Another story thread involves George (Pierre-Louis), the young grandson of a former miner. The grandfather sends the lad underground with mixed emotions–on the one hand there’s a grim acceptance: “each gets his turn.” But on the other hand, the grandfather has misgivings and asks Emile and Jean to keep an eye on George.

When an explosion rips through the French side of the mine and huge columns of smoke bilge forth from the mineshaft, the entire community rushes to the pit for news. The wives, mothers and children of the trapped miners are locked out of the area, and the gates are policed to ensure they don’t get past. The palatable anguish of the families pours from the frustrated, desperate crowd, and they must wait beyond the gates while the owner of the mine is let through. These scenes reiterate not only the hierarchy of the owners, the management, and the workers but also underscore the adversarial relationship between these groups of people.
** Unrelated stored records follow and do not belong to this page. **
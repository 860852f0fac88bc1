//! The event handler drives the reconcile loop: it owns the change
//! processor, rebuilds the dataplane configuration when processing reports a
//! change, hands the configuration to NGINX, and forwards status updates to
//! the writer.

use crate::{nginx::NginxConfigurer, status_writer::StatusWriter};
use nginx_gateway_controller_core::{dataplane::Configuration, ServiceResolver};
use nginx_gateway_controller_k8s_api::Time;
use nginx_gateway_controller_k8s_state::{
    change::{ChangeProcessor, ChangeType, Delete, Upsert},
    dataplane, ControllerConfig,
};
use nginx_gateway_controller_k8s_status as status;
use parking_lot::Mutex;
use std::sync::Arc;
use tokio::sync::Notify;
use tracing::{debug, error, info};

pub type SharedHandler = Arc<EventHandler>;

pub struct EventHandler {
    /// Serializes captures with processing. Rebuilds run outside this lock;
    /// captures that arrive during a rebuild land in the next process call.
    processor: Mutex<ChangeProcessor>,
    notify: Notify,
    update_gatewayclass_status: bool,
}

impl EventHandler {
    pub fn new(config: ControllerConfig, update_gatewayclass_status: bool) -> SharedHandler {
        Arc::new(Self {
            processor: Mutex::new(ChangeProcessor::new(config)),
            notify: Notify::new(),
            update_gatewayclass_status,
        })
    }

    pub fn capture_upsert(&self, upsert: Upsert) {
        self.processor.lock().capture_upsert(upsert);
        self.notify.notify_one();
    }

    pub fn capture_delete(&self, delete: Delete) {
        self.processor.lock().capture_delete(delete);
        self.notify.notify_one();
    }

    /// Processes captures until shutdown. At most one reconcile runs at a
    /// time; captures observed before a process call are all reflected in
    /// its output.
    pub async fn run(
        self: Arc<Self>,
        resolver: Arc<dyn ServiceResolver>,
        configurer: Arc<dyn NginxConfigurer>,
        writer: StatusWriter,
        mut shutdown: tokio::sync::watch::Receiver<bool>,
    ) {
        let mut configuration = Configuration::default();

        loop {
            tokio::select! {
                _ = self.notify.notified() => {}
                _ = shutdown.changed() => {
                    info!("shutting down the event handler");
                    return;
                }
            }

            // Cancellation aborts the in-flight reconcile; the configuration
            // is only mutated after each await completes, so an aborted
            // reconcile leaves the previous state intact.
            tokio::select! {
                _ = self.process(&mut configuration, resolver.as_ref(), &*configurer, &writer) => {}
                _ = shutdown.changed() => {
                    info!("shutting down the event handler");
                    return;
                }
            }
        }
    }

    async fn process(
        &self,
        configuration: &mut Configuration,
        resolver: &dyn ServiceResolver,
        configurer: &dyn NginxConfigurer,
        writer: &StatusWriter,
    ) {
        // The processor lock is held only to consume the pending flags and
        // rebuild the graph; endpoint resolution and the NGINX reload happen
        // outside it.
        let (change, graph, controller_name) = {
            let mut processor = self.processor.lock();
            let (change, graph) = processor.process();
            (change, graph, processor.config().controller_name.clone())
        };

        let graph = match (change, graph) {
            (ChangeType::NoChange, _) | (_, None) => {
                debug!("no change; nothing to do");
                return;
            }
            (_, Some(graph)) => graph,
        };

        match change {
            ChangeType::ClusterStateChange => {
                let version = configuration.version + 1;
                *configuration =
                    dataplane::build_configuration(&graph, resolver, version).await;
                info!(version, "rebuilt the dataplane configuration");
            }
            ChangeType::EndpointsOnlyChange => {
                configuration.upstreams = dataplane::build_upstreams(&graph, resolver).await;
                configuration.version += 1;
                info!(version = configuration.version, "re-resolved upstreams");
            }
            ChangeType::NoChange => unreachable!("handled above"),
        }

        let reload = configurer.apply(configuration).await;
        if let Some(reload_error) = &reload.error {
            error!(%reload_error, "failed to reload NGINX");
        }

        let transition_time = Time(chrono::Utc::now());
        let mut requests = status::prepare_route_requests(
            &graph.routes,
            &transition_time,
            &reload,
            &controller_name,
        );
        if self.update_gatewayclass_status {
            requests.extend(status::prepare_gateway_class_requests(
                graph.gateway_class.as_ref(),
                &graph.ignored_gateway_classes,
                &transition_time,
            ));
        }
        requests.extend(status::prepare_gateway_requests(
            graph.gateway.as_ref(),
            &graph.ignored_gateways,
            &transition_time,
            &[],
            &reload,
        ));
        requests.extend(status::prepare_backend_tls_policy_requests(
            &graph.backend_tls_policies,
            &transition_time,
            &controller_name,
        ));

        writer.apply(requests).await;
    }
}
There’s one moment when the police contemplate calling in the troops on the crowd of distraught mining families.

When news of the mining disaster reaches the German miners, they rally together to assist in the rescue efforts. A great deal of the film follows the rescue attempts as the German rescue crew search for signs of survivors. In one brilliant sequence, trapped French miners tap to alert the rescuers of their whereabouts, and the film flashes back to scenes in WWI trenches; the frantic tapping of the trapped French miners morphs into rapid machine gun fire, and a German miner experiences the horror of the trenches once again.

There’s a lesson here in comradeship, of course. Some of the Germans reject the idea of risking their lives to save the French miners with a savage irony–after all just a few years have passed since a bloody shooting party raged between both countries, but as one German miner points out, “why should we mind the generals. A miner’s a miner.” In another scene, German miners sit down and eat while on a break, and they cannot carry on knowing that men are dying. Nationality and old resentments are cast aside as the miners embrace the notion of comradeship.

The owners and the management are all more interested in keeping the mine a viable operation and saving men is not the priority. The miners are quite aware of this, and the knowledge that they are expendable helps spur them in the search for their comrades. The final scenes include speeches by both French and German miners:

“Regardless of whether we’re French or German, we’re all workers, and a miner is a miner. But why do we only stick together when it gets tough? Should we sit idly by until they’ve stirred us up so we shoot each other down in a war?

The coal belongs to everyone whether we dig it up on this side or the other, and if they can’t reach an agreement at the top, we’ll stick together because we belong together.”

Unfortunately, there is no happy ending for the horses trapped in the mines, and while the film acknowledges their usefulness and the human reliance on horses, at no point is rescuing the horses even considered–neither is their abandonment in the mines mentioned. In French and German with subtitles.